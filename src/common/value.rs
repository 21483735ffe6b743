use crate::common::key::{DocumentKey, REFERENCE_MARKER};
use crate::error::{Error, Result};

use indexmap::IndexMap;
use serde::de::{self, DeserializeOwned, MapAccess, SeqAccess, Visitor};
use serde::ser::SerializeMap;
use serde::{Deserialize, Deserializer, Serialize, Serializer};
use std::{cmp, fmt};

/// Field name to value mapping held by a document, in insertion order.
pub type Fields = IndexMap<String, Value>;

/// A field value.
///
/// ```rust
/// use document_crud::common::{key::DocumentKey, value::Value};
///
/// let number = Value::from(999);
/// let name = Value::from("Hyatt");
/// let reference = Value::from(DocumentKey::new("sample", "json-1"));
/// assert_eq!(number.as_i64(), Some(999));
/// assert_eq!(name.as_str(), Some("Hyatt"));
/// assert!(reference.as_reference().is_some());
/// ```
#[derive(Clone, Debug, Default, PartialEq)]
pub enum Value {
    /// Explicit null.
    #[default]
    Null,
    /// Boolean.
    Bool(bool),
    /// Signed 64-bit integer.
    Integer(i64),
    /// 64-bit float.
    Double(f64),
    /// UTF-8 string.
    String(String),
    /// Ordered list of values.
    Array(Vec<Value>),
    /// Nested mapping.
    Map(Fields),
    /// Indirection to another document; resolving it takes a separate read.
    Reference(DocumentKey),
}

impl Value {
    /// Name of the variant, for error messages.
    pub fn type_name(&self) -> &'static str {
        match self {
            Self::Null => "null",
            Self::Bool(_) => "bool",
            Self::Integer(_) => "integer",
            Self::Double(_) => "double",
            Self::String(_) => "string",
            Self::Array(_) => "array",
            Self::Map(_) => "map",
            Self::Reference(_) => "reference",
        }
    }

    /// Whether this is [`Value::Null`].
    pub fn is_null(&self) -> bool {
        matches!(self, Self::Null)
    }

    /// The boolean, if this is one.
    pub fn as_bool(&self) -> Option<bool> {
        match self {
            Self::Bool(value) => Some(*value),
            _ => None,
        }
    }

    /// The integer, if this is one.
    pub fn as_i64(&self) -> Option<i64> {
        match self {
            Self::Integer(value) => Some(*value),
            _ => None,
        }
    }

    /// Any numeric value widened to a float.
    pub fn as_f64(&self) -> Option<f64> {
        match self {
            Self::Integer(value) => Some(*value as f64),
            Self::Double(value) => Some(*value),
            _ => None,
        }
    }

    /// The string, if this is one.
    pub fn as_str(&self) -> Option<&str> {
        match self {
            Self::String(value) => Some(value),
            _ => None,
        }
    }

    /// The list, if this is one.
    pub fn as_array(&self) -> Option<&[Value]> {
        match self {
            Self::Array(values) => Some(values),
            _ => None,
        }
    }

    /// The nested mapping, if this is one.
    pub fn as_map(&self) -> Option<&Fields> {
        match self {
            Self::Map(fields) => Some(fields),
            _ => None,
        }
    }

    /// The referenced document, if this is a reference.
    pub fn as_reference(&self) -> Option<&DocumentKey> {
        match self {
            Self::Reference(key) => Some(key),
            _ => None,
        }
    }

    /// Whether the value is an integer or a double.
    pub fn is_numeric(&self) -> bool {
        matches!(self, Self::Integer(_) | Self::Double(_))
    }

    /// Numeric sum, staying integral while both sides are integers and do not overflow.
    pub fn checked_add(&self, other: &Value) -> Option<Value> {
        match (self, other) {
            (Self::Integer(left), Self::Integer(right)) => Some(match left.checked_add(*right) {
                Some(sum) => Self::Integer(sum),
                None => Self::Double(*left as f64 + *right as f64),
            }),
            _ => Some(Self::Double(self.as_f64()? + other.as_f64()?)),
        }
    }

    /// Ordering between comparable values: numbers with numbers, strings with strings,
    /// booleans with booleans. `None` for anything else.
    pub fn compare(&self, other: &Value) -> Option<cmp::Ordering> {
        match (self, other) {
            (Self::Integer(left), Self::Integer(right)) => Some(left.cmp(right)),
            (left, right) if left.is_numeric() && right.is_numeric() => {
                left.as_f64()?.partial_cmp(&right.as_f64()?)
            }
            (Self::String(left), Self::String(right)) => Some(left.cmp(right)),
            (Self::Bool(left), Self::Bool(right)) => Some(left.cmp(right)),
            (Self::Null, Self::Null) => Some(cmp::Ordering::Equal),
            _ => None,
        }
    }

    /// Equality as used by query filters: numbers compare by value across variants.
    pub fn loosely_equals(&self, other: &Value) -> bool {
        if self.is_numeric() && other.is_numeric() {
            return self.compare(other) == Some(cmp::Ordering::Equal);
        }
        self == other
    }

    /// Convert a JSON value; `{"$ref": "collection/key"}` becomes a reference.
    pub fn from_json(json: serde_json::Value) -> Result<Self> {
        Ok(serde_json::from_value(json)?)
    }

    /// Convert into JSON; references become `{"$ref": "collection/key"}`.
    pub fn to_json(&self) -> Result<serde_json::Value> {
        Ok(serde_json::to_value(self)?)
    }
}

/// Serialize any value that maps onto a document (a struct or a JSON object) into fields.
///
/// ```rust
/// use document_crud::common::value;
/// use serde::Serialize;
///
/// #[derive(Serialize)]
/// struct Property {
///     property_id: i16,
///     name: String,
/// }
///
/// let fields = value::to_fields(&Property { property_id: 999, name: "Hyatt".to_string() }).unwrap();
/// assert_eq!(fields["property_id"].as_i64(), Some(999));
/// ```
pub fn to_fields<T: Serialize + ?Sized>(data: &T) -> Result<Fields> {
    match Value::from_json(serde_json::to_value(data)?)? {
        Value::Map(fields) => Ok(fields),
        other => Err(Error::InvalidArgument(format!(
            "a document must be a map of fields, got {}",
            other.type_name()
        ))),
    }
}

/// Deserialize fields into a typed value.
pub fn from_fields<T: DeserializeOwned>(fields: &Fields) -> Result<T> {
    let json = serde_json::to_value(fields)?;
    Ok(serde_json::from_value(json)?)
}

impl Serialize for Value {
    fn serialize<S: Serializer>(&self, serializer: S) -> Result<S::Ok, S::Error> {
        match self {
            Self::Null => serializer.serialize_unit(),
            Self::Bool(value) => serializer.serialize_bool(*value),
            Self::Integer(value) => serializer.serialize_i64(*value),
            Self::Double(value) => serializer.serialize_f64(*value),
            Self::String(value) => serializer.serialize_str(value),
            Self::Array(values) => values.serialize(serializer),
            Self::Map(fields) => {
                let mut map = serializer.serialize_map(Some(fields.len()))?;
                for (name, value) in fields {
                    map.serialize_entry(name, value)?;
                }
                map.end()
            }
            Self::Reference(key) => key.serialize(serializer),
        }
    }
}

struct ValueVisitor;

impl<'de> Visitor<'de> for ValueVisitor {
    type Value = Value;

    fn expecting(&self, formatter: &mut fmt::Formatter) -> fmt::Result {
        formatter.write_str("a document field value")
    }

    fn visit_bool<E: de::Error>(self, value: bool) -> Result<Value, E> {
        Ok(Value::Bool(value))
    }

    fn visit_i64<E: de::Error>(self, value: i64) -> Result<Value, E> {
        Ok(Value::Integer(value))
    }

    fn visit_u64<E: de::Error>(self, value: u64) -> Result<Value, E> {
        Ok(match i64::try_from(value) {
            Ok(value) => Value::Integer(value),
            Err(_) => Value::Double(value as f64),
        })
    }

    fn visit_f64<E: de::Error>(self, value: f64) -> Result<Value, E> {
        Ok(Value::Double(value))
    }

    fn visit_str<E: de::Error>(self, value: &str) -> Result<Value, E> {
        Ok(Value::String(value.to_string()))
    }

    fn visit_string<E: de::Error>(self, value: String) -> Result<Value, E> {
        Ok(Value::String(value))
    }

    fn visit_unit<E: de::Error>(self) -> Result<Value, E> {
        Ok(Value::Null)
    }

    fn visit_none<E: de::Error>(self) -> Result<Value, E> {
        Ok(Value::Null)
    }

    fn visit_some<D: Deserializer<'de>>(self, deserializer: D) -> Result<Value, D::Error> {
        Value::deserialize(deserializer)
    }

    fn visit_seq<A: SeqAccess<'de>>(self, mut seq: A) -> Result<Value, A::Error> {
        let mut values = Vec::with_capacity(seq.size_hint().unwrap_or(0));
        while let Some(value) = seq.next_element()? {
            values.push(value);
        }
        Ok(Value::Array(values))
    }

    fn visit_map<A: MapAccess<'de>>(self, mut map: A) -> Result<Value, A::Error> {
        let mut fields = Fields::with_capacity(map.size_hint().unwrap_or(0));
        while let Some((name, value)) = map.next_entry::<String, Value>()? {
            fields.insert(name, value);
        }
        if fields.len() == 1 {
            let reference = fields
                .get(REFERENCE_MARKER)
                .and_then(Value::as_str)
                .and_then(|path| DocumentKey::parse(path).ok());
            if let Some(key) = reference {
                return Ok(Value::Reference(key));
            }
        }
        Ok(Value::Map(fields))
    }
}

impl<'de> Deserialize<'de> for Value {
    fn deserialize<D: Deserializer<'de>>(deserializer: D) -> Result<Self, D::Error> {
        deserializer.deserialize_any(ValueVisitor)
    }
}

impl From<bool> for Value {
    fn from(value: bool) -> Self {
        Self::Bool(value)
    }
}

impl From<i32> for Value {
    fn from(value: i32) -> Self {
        Self::Integer(value.into())
    }
}

impl From<i64> for Value {
    fn from(value: i64) -> Self {
        Self::Integer(value)
    }
}

impl From<f64> for Value {
    fn from(value: f64) -> Self {
        Self::Double(value)
    }
}

impl From<&str> for Value {
    fn from(value: &str) -> Self {
        Self::String(value.to_string())
    }
}

impl From<String> for Value {
    fn from(value: String) -> Self {
        Self::String(value)
    }
}

impl From<Vec<Value>> for Value {
    fn from(values: Vec<Value>) -> Self {
        Self::Array(values)
    }
}

impl From<Fields> for Value {
    fn from(fields: Fields) -> Self {
        Self::Map(fields)
    }
}

impl From<DocumentKey> for Value {
    fn from(key: DocumentKey) -> Self {
        Self::Reference(key)
    }
}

Your assignment:
Where the string "ValueVisitor" appears in a line of the entries above, return that line.

Response to the task:
struct ValueVisitor;
impl<'de> Visitor<'de> for ValueVisitor {
        deserializer.deserialize_any(ValueVisitor)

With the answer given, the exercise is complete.